The Centers for Medicare & Medicaid Services (CMS) has rollbacked telehealth regulations to expand care to seniors during the global pandemic and make it easier for Medicare and Medicaid beneficiaries to get tested for COVID-19. The changes cover telehealth visits during the pandemic and pay providers the same rate as in-person visits. But during a May 26 press call, CMS Administrator Seema Verma indicated that President Donald Trump wants to explore extending telehealth benefits more widely beyond the pandemic.

“Even before the coronavirus, we had already made efforts to extend telehealth benefits to seniors. We had increased the amount of services that qualify for telehealth, and even provided small, kind of, short visits over the phone or through Skype, even before the coronavirus. So we’re looking at all of the waivers that we provided. We’re evaluating them to determine whether they should be extended past the coronavirus. So, we’re going through that process now,” she said. Furthermore, Verma said the administration is in the process of rulemaking, and some of the provisions that were extended on a temporary basis will be made permanent.

CMS offers new payment model flexibilities for COVID-19

In a Health Affairs blog post, Verma announced CMS is providing new flexibilities and adjustments to current and future CMS Innovation Center Models to address the COVID-19 public health emergency. The changes include adjustment to various deadlines for existing models and implementation date for new models to give providers additional time to transition to value-based care. The agency is also tweaking payment methodologies, including modifying cost targets and benchmarks to adjust for the response to COVID-19 so that providers aren’t at risk for costs solely due to the pandemic. Those changes will impact the Next Generation ACO and Medicare ACO Track 1+ Model. For example, the Next Generation ACO will extend through December 2021. CMS has removed episodes of care for treatment of COVID-19, and will require retrospective regional trend, rather than prospective, for 2020. The agency will also remove the episodes of care for treatment of COVID-19 in the Medicare ACO Track 1+ Model and require participants to monitor impact on 2020 quality reporting. CMS will also extend the agreement for one year through December 2021. Click here to see a chart that lists all the changes for all models. 
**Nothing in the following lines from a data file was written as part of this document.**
//! Minimal BibTeX reader and the field formatting used on publication pages.
//!
//! The parser understands the subset of BibTeX found in hand-maintained
//! bibliographies: `@type{key, name = {value}, name = "value", name = 2020}`.
//! Nested braces inside values are balanced, `%` comments are stripped, and
//! `@comment`, `@preamble` and `@string` blocks are skipped. String macros and
//! `#` concatenation are not expanded.

mod fields;
mod parser;

use std::collections::BTreeMap;
use std::path::Path;

use serde::Serialize;
use vitae_shared::{Result, VitaeError};

pub use fields::{
    format_authors, format_date, format_month, month_number, parse_keywords, safe_year,
};
pub use parser::parse_bibtex;

/// One bibliography record.
#[derive(Debug, Clone, PartialEq, Eq, Serialize)]
pub struct BibEntry {
    /// Lowercased entry type (`article`, `inproceedings`, `unpublished`, ...).
    pub entry_type: String,
    /// Citation key; may be empty for sloppy entries.
    pub key: String,
    /// Field values keyed by lowercased field name.
    pub fields: BTreeMap<String, String>,
}

impl BibEntry {
    pub fn new(entry_type: impl Into<String>, key: impl Into<String>) -> Self {
        Self {
            entry_type: entry_type.into().to_lowercase(),
            key: key.into(),
            fields: BTreeMap::new(),
        }
    }

    /// Builder-style field insertion, mostly for tests.
    pub fn with_field(mut self, name: &str, value: impl Into<String>) -> Self {
        self.set(name, value);
        self
    }

    /// Insert a field, overwriting an earlier value of the same name.
    pub fn set(&mut self, name: &str, value: impl Into<String>) {
        self.fields.insert(name.to_lowercase(), value.into());
    }

    /// Field value by (case-insensitive) name.
    pub fn get(&self, name: &str) -> Option<&str> {
        self.fields.get(&name.to_lowercase()).map(String::as_str)
    }

    /// Field value, or `""` when absent.
    pub fn get_or_empty(&self, name: &str) -> &str {
        self.get(name).unwrap_or("")
    }

    /// First non-empty value among `names`.
    pub fn first_of(&self, names: &[&str]) -> Option<&str> {
        names
            .iter()
            .filter_map(|name| self.get(name))
            .find(|value| !value.is_empty())
    }
}

/// Read and parse a `.bib` file.
pub fn parse_bibtex_file(path: &Path) -> Result<Vec<BibEntry>> {
    let source = std::fs::read_to_string(path).map_err(|e| VitaeError::io(path, e))?;
    parse_bibtex(&source).map_err(|e| match e {
        VitaeError::Parse { message } => {
            VitaeError::parse(format!("{}: {message}", path.display()))
        }
        other => other,
    })
}
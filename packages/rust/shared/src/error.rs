//! Error types for vitae.
//!
//! Library crates use [`VitaeError`] via `thiserror`.
//! The CLI wraps this with `color-eyre` for rich diagnostics.

use std::path::PathBuf;

/// Top-level error type for all vitae operations.
#[derive(Debug, thiserror::Error)]
pub enum VitaeError {
    /// Generator configuration loading or validation error.
    #[error("config error: {message}")]
    Config { message: String },

    /// Malformed content file (BibTeX, YAML, ...).
    #[error("parse error: {message}")]
    Parse { message: String },

    /// Template loading or rendering error.
    #[error("template error: {0}")]
    Template(String),

    /// Filesystem I/O error.
    #[error("I/O error at {path:?}: {source}")]
    Io {
        path: PathBuf,
        source: std::io::Error,
    },

    /// Data validation error.
    #[error("validation error: {message}")]
    Validation { message: String },
}

/// Convenience alias used throughout the codebase.
pub type Result<T> = std::result::Result<T, VitaeError>;

impl VitaeError {
    /// Create a config error from any displayable message.
    pub fn config(msg: impl Into<String>) -> Self {
        Self::Config {
            message: msg.into(),
        }
    }

    /// Create a parse error from any displayable message.
    pub fn parse(msg: impl Into<String>) -> Self {
        Self::Parse {
            message: msg.into(),
        }
    }

    /// Create a validation error from any displayable message.
    pub fn validation(msg: impl Into<String>) -> Self {
        Self::Validation {
            message: msg.into(),
        }
    }

    /// Wrap a `std::io::Error` with a path for context.
    pub fn io(path: impl Into<PathBuf>, source: std::io::Error) -> Self {
        Self::Io {
            path: path.into(),
            source,
        }
    }
}
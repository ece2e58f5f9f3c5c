//! Per-page template contexts.
//!
//! Every page sees the same common keys (`site_name`, `author_name`,
//! `current_year`, `static_path`, `vita_pdf`, `site`) plus a `title` and its
//! own data. Contexts are plain `Serialize` values, which is also what the
//! CLI prints for `vitae dump`.

use std::collections::BTreeMap;
use std::fmt;
use std::str::FromStr;

use serde::Serialize;

use vitae_bibtex::BibEntry;
use vitae_shared::{Course, Project, Projects, Result, SiteConfig, VitaeError};

use crate::publications::{CurrentResearch, Publication};

// ---------------------------------------------------------------------------
// Page
// ---------------------------------------------------------------------------

/// The fixed set of pages a site consists of.
#[derive(Debug, Clone, Copy, PartialEq, Eq, Hash)]
pub enum Page {
    Index,
    Publications,
    Projects,
    Teaching,
}

impl Page {
    /// All pages, in render order.
    pub const ALL: [Page; 4] = [
        Page::Index,
        Page::Publications,
        Page::Projects,
        Page::Teaching,
    ];

    /// Short lowercase name used on the command line and in logs.
    pub fn slug(self) -> &'static str {
        match self {
            Page::Index => "index",
            Page::Publications => "publications",
            Page::Projects => "projects",
            Page::Teaching => "teaching",
        }
    }

    /// Template the page renders from; also its output file name.
    pub fn template_name(self) -> &'static str {
        match self {
            Page::Index => "index.html",
            Page::Publications => "publications.html",
            Page::Projects => "projects.html",
            Page::Teaching => "teaching.html",
        }
    }

    /// File name written to the output directory.
    pub fn output_file(self) -> &'static str {
        self.template_name()
    }
}

impl fmt::Display for Page {
    fn fmt(&self, f: &mut fmt::Formatter<'_>) -> fmt::Result {
        f.write_str(self.slug())
    }
}

impl FromStr for Page {
    type Err = VitaeError;

    fn from_str(s: &str) -> std::result::Result<Self, Self::Err> {
        Page::ALL
            .into_iter()
            .find(|page| page.slug() == s.trim().to_lowercase())
            .ok_or_else(|| {
                VitaeError::validation(format!(
                    "unknown page '{s}': expected index, publications, projects, or teaching"
                ))
            })
    }
}

// ---------------------------------------------------------------------------
// Site data
// ---------------------------------------------------------------------------

/// Everything loaded and derived from the data directory for one run.
#[derive(Debug, Clone)]
pub struct SiteData {
    pub site: SiteConfig,
    /// Biography, already rendered to HTML.
    pub bio_html: String,
    /// The raw bibliography, before selection.
    pub entries: Vec<BibEntry>,
    pub publications: Vec<Publication>,
    pub current_research: Vec<CurrentResearch>,
    pub projects: Projects,
    pub courses: Vec<Course>,
    /// Static asset prefix for links in templates.
    pub static_path: String,
    /// Copyright year shown in the footer.
    pub current_year: i32,
}

// ---------------------------------------------------------------------------
// Context structs
// ---------------------------------------------------------------------------

/// Keys shared by every page.
#[derive(Debug, Serialize)]
struct CommonContext<'a> {
    site_name: &'a str,
    author_name: &'a str,
    current_year: i32,
    static_path: &'a str,
    vita_pdf: Option<&'a str>,
    site: &'a BTreeMap<String, serde_yaml::Value>,
    title: &'a str,
}

#[derive(Debug, Serialize)]
struct PageContext<'a, T: Serialize> {
    #[serde(flatten)]
    common: CommonContext<'a>,
    #[serde(flatten)]
    page: T,
}

#[derive(Debug, Serialize)]
struct IndexContext<'a> {
    bio_html: &'a str,
}

#[derive(Debug, Serialize)]
struct PublicationsContext<'a> {
    pub_entries: &'a [Publication],
}

#[derive(Debug, Serialize)]
struct ProjectsContext<'a> {
    current_projects: &'a [Project],
    backburner_projects: &'a [Project],
    software_projects: &'a [Project],
    current_research: &'a [CurrentResearch],
}

#[derive(Debug, Serialize)]
struct TeachingContext<'a> {
    courses: &'a [Course],
}

/// Page heading / `<title>` text.
pub fn page_title(page: Page, data: &SiteData) -> &str {
    match page {
        Page::Index => &data.site.site_name,
        Page::Publications => "Publications",
        Page::Projects => "Research & Projects",
        Page::Teaching => "Teaching",
    }
}

/// Build the template context for one page as a JSON object.
pub fn page_context(page: Page, data: &SiteData) -> Result<serde_json::Value> {
    let common = CommonContext {
        site_name: &data.site.site_name,
        author_name: &data.site.author_name,
        current_year: data.current_year,
        static_path: &data.static_path,
        vita_pdf: data.site.vita_pdf.as_deref(),
        site: &data.site.extra,
        title: page_title(page, data),
    };

    match page {
        Page::Index => to_json(PageContext {
            common,
            page: IndexContext {
                bio_html: &data.bio_html,
            },
        }),
        Page::Publications => to_json(PageContext {
            common,
            page: PublicationsContext {
                pub_entries: &data.publications,
            },
        }),
        Page::Projects => to_json(PageContext {
            common,
            page: ProjectsContext {
                current_projects: &data.projects.current,
                backburner_projects: &data.projects.backburner,
                software_projects: &data.projects.software,
                current_research: &data.current_research,
            },
        }),
        Page::Teaching => to_json(PageContext {
            common,
            page: TeachingContext {
                courses: &data.courses,
            },
        }),
    }
}

fn to_json<T: Serialize>(context: T) -> Result<serde_json::Value> {
    serde_json::to_value(context)
        .map_err(|e| VitaeError::validation(format!("context serialization failed: {e}")))
}
//! Writing rendered pages to the output directory.
//!
//! Pages are written atomically (temp file, then rename) and only when their
//! content changed, so file timestamps stay meaningful for rsync-style deploys.

use std::path::{Path, PathBuf};

use sha2::{Digest, Sha256};
use tracing::debug;

use vitae_shared::{Result, VitaeError};

/// Whether a page write touched the disk.
#[derive(Debug, Clone, Copy, PartialEq, Eq)]
pub enum WriteStatus {
    /// New or changed content was written.
    Written,
    /// The file already held identical content.
    Unchanged,
}

/// Outcome of writing one page.
#[derive(Debug, Clone)]
pub struct WrittenPage {
    pub file_name: String,
    pub path: PathBuf,
    pub sha256: String,
    pub size_bytes: usize,
    pub status: WriteStatus,
}

/// Write `content` to `output_dir/file_name` unless it is already there.
pub fn write_page(output_dir: &Path, file_name: &str, content: &str) -> Result<WrittenPage> {
    std::fs::create_dir_all(output_dir).map_err(|e| VitaeError::io(output_dir, e))?;

    let target = output_dir.join(file_name);
    let hash = sha256_hex(content.as_bytes());

    let status = if existing_hash(&target)?.as_deref() == Some(hash.as_str()) {
        debug!(file = %file_name, "content unchanged, skipping write");
        WriteStatus::Unchanged
    } else {
        let temp = output_dir.join(format!(".{file_name}.tmp"));
        std::fs::write(&temp, content).map_err(|e| VitaeError::io(&temp, e))?;
        if let Err(e) = std::fs::rename(&temp, &target) {
            let _ = std::fs::remove_file(&temp);
            return Err(VitaeError::io(&target, e));
        }
        debug!(file = %file_name, size = content.len(), "wrote page");
        WriteStatus::Written
    };

    Ok(WrittenPage {
        file_name: file_name.to_string(),
        path: target,
        sha256: hash,
        size_bytes: content.len(),
        status,
    })
}

/// Hash of the file currently at `path`, if any.
fn existing_hash(path: &Path) -> Result<Option<String>> {
    if !path.is_file() {
        return Ok(None);
    }
    let bytes = std::fs::read(path).map_err(|e| VitaeError::io(path, e))?;
    Ok(Some(sha256_hex(&bytes)))
}

fn sha256_hex(bytes: &[u8]) -> String {
    let mut hasher = Sha256::new();
    hasher.update(bytes);
    format!("{:x}", hasher.finalize())
}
HHS provides an additional $250M to help health care systems respond to pandemic

The U.S. Department of Health and Human Services (HHS) Office of the Assistant Secretary for preparedness and Response announced it will provide an additional $250 million in aid to U.S. health care systems treating patients and responding to the COVID-19 pandemic. As authorized by the Coronavirus Aid, Relief, and Economic Security (CARES) Act, HHS has now provided a total of $350 million to health care systems for pandemic response, including $100 million released in April 2020.The funds will support hospitals and other health care entities to train workforces, expand telemedicine and the use of virtual healthcare, procure supplies and equipment, and coordinate effectively across regional, state and jurisdictional, and local health care facilities to respond to COVID-19.

Congressional leaders say Medicaid providers have yet to receive their share of COVID-19 relief fund

A bipartisan group of House and Senate committee leaders called on the HHS to provide a timeline for when it will distribute funding from the $175 billion COVID-19 relief fund to Medicaid providers. In a June 3 letter, the chairs and ranking members of the committees of jurisdiction over the Medicaid program wrote that the delay in disbursement to Medicaid-dependent providers could result in long-term financial hardship and hamper their ability to serve as essential providers during the pandemic and beyond.
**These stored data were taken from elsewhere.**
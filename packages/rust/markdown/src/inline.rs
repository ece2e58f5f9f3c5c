//! Inline passes applied to each paragraph.

use std::sync::LazyLock;

use regex::Regex;

/// Run every inline pass over one paragraph.
pub(crate) fn run_pipeline(text: &str) -> String {
    render_links(text)
}

/// `[text](url)` → `<a href="url">text</a>`.
fn render_links(text: &str) -> String {
    static LINK_RE: LazyLock<Regex> =
        LazyLock::new(|| Regex::new(r"\[([^\]]+)\]\(([^)]+)\)").expect("valid regex"));

    LINK_RE
        .replace_all(text, r#"<a href="$2">$1</a>"#)
        .into_owned()
}
//! Tera template environment.
//!
//! The built-in templates are compiled into the binary. Any `*.html` file in
//! the site's templates directory (searched recursively) replaces the built-in
//! template of the same name or adds a new one, so a site can restyle a single
//! page or just `base.html`.

use std::collections::BTreeMap;
use std::path::Path;

use tera::Tera;
use tracing::{debug, instrument};

use vitae_shared::{Result, VitaeError};

use crate::context::Page;

/// Built-in templates, keyed by template name.
const BUILTIN_TEMPLATES: [(&str, &str); 6] = [
    ("base.html", include_str!("../templates/base.html")),
    ("macros.html", include_str!("../templates/macros.html")),
    ("index.html", include_str!("../templates/index.html")),
    ("publications.html", include_str!("../templates/publications.html")),
    ("projects.html", include_str!("../templates/projects.html")),
    ("teaching.html", include_str!("../templates/teaching.html")),
];

/// Compiled templates, ready to render pages.
pub struct Renderer {
    tera: Tera,
}

impl Renderer {
    /// Only the built-in templates.
    #[cfg(test)]
    pub(crate) fn builtin() -> Result<Self> {
        Self::from_sources(builtin_sources())
    }

    /// Built-in templates overlaid with the `*.html` files under `templates_dir`.
    ///
    /// A missing directory is not an error.
    #[instrument(skip_all, fields(dir = %templates_dir.display()))]
    pub fn new(templates_dir: &Path) -> Result<Self> {
        let mut sources = builtin_sources();

        if templates_dir.is_dir() {
            let mut overrides = BTreeMap::new();
            collect_templates(templates_dir, templates_dir, &mut overrides)?;
            debug!(count = overrides.len(), "loaded template overrides");
            sources.extend(overrides);
        } else {
            debug!("no template directory, using built-in templates");
        }

        Self::from_sources(sources)
    }

    fn from_sources(sources: BTreeMap<String, String>) -> Result<Self> {
        let mut tera = Tera::default();
        // Added together so `extends`/`import` resolve regardless of order.
        tera.add_raw_templates(sources.iter().map(|(name, body)| (name.as_str(), body.as_str())))
            .map_err(|e| template_error("loading templates", &e))?;
        Ok(Self { tera })
    }

    /// Render a page with its JSON context.
    pub fn render(&self, page: Page, context: &serde_json::Value) -> Result<String> {
        self.render_template(page.template_name(), context)
    }

    /// Render any loaded template by name.
    pub fn render_template(&self, name: &str, context: &serde_json::Value) -> Result<String> {
        let context =
            tera::Context::from_serialize(context).map_err(|e| template_error(name, &e))?;
        self.tera
            .render(name, &context)
            .map_err(|e| template_error(name, &e))
    }

    /// Names of all loaded templates, sorted.
    pub fn template_names(&self) -> Vec<&str> {
        let mut names: Vec<&str> = self.tera.get_template_names().collect();
        names.sort_unstable();
        names
    }
}

fn builtin_sources() -> BTreeMap<String, String> {
    BUILTIN_TEMPLATES
        .iter()
        .map(|(name, body)| ((*name).to_string(), (*body).to_string()))
        .collect()
}

/// Recursively read `*.html` files, naming each by its `/`-separated path under `root`.
fn collect_templates(root: &Path, dir: &Path, out: &mut BTreeMap<String, String>) -> Result<()> {
    let entries = std::fs::read_dir(dir).map_err(|e| VitaeError::io(dir, e))?;

    for entry in entries {
        let path = entry.map_err(|e| VitaeError::io(dir, e))?.path();
        if path.is_dir() {
            collect_templates(root, &path, out)?;
            continue;
        }
        if path.extension().and_then(|ext| ext.to_str()) != Some("html") {
            continue;
        }

        let Ok(relative) = path.strip_prefix(root) else {
            continue;
        };
        let name = relative
            .components()
            .map(|c| c.as_os_str().to_string_lossy())
            .collect::<Vec<_>>()
            .join("/");
        let body = std::fs::read_to_string(&path).map_err(|e| VitaeError::io(&path, e))?;

        debug!(template = %name, "read template");
        out.insert(name, body);
    }

    Ok(())
}

/// Flatten Tera's error chain; the useful detail is usually in a `source`.
fn template_error(name: &str, err: &tera::Error) -> VitaeError {
    let mut message = format!("{name}: {err}");
    let mut source = std::error::Error::source(err);
    while let Some(cause) = source {
        message.push_str(&format!(": {cause}"));
        source = cause.source();
    }
    VitaeError::Template(message)
}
While HHS has said publicly that it is committed to distribute funds to Medicaid providers who may not have Medicare claims, the lawmakers wrote they have yet to see progress. “Many of these providers are safety net providers that operate on thin profit margins, if at all. The COVID-19 pandemic has strained their already scarce resources, threatening their ability to keep their doors open in the midst of a declared public health emergency,” the letter said. The lawmakers demanded answers by June 10 for a timeline for the release of the funds, how it plans to release the funds to Medicaid-dependent providers, and the factors that have contributed to the delays in fund disbursement.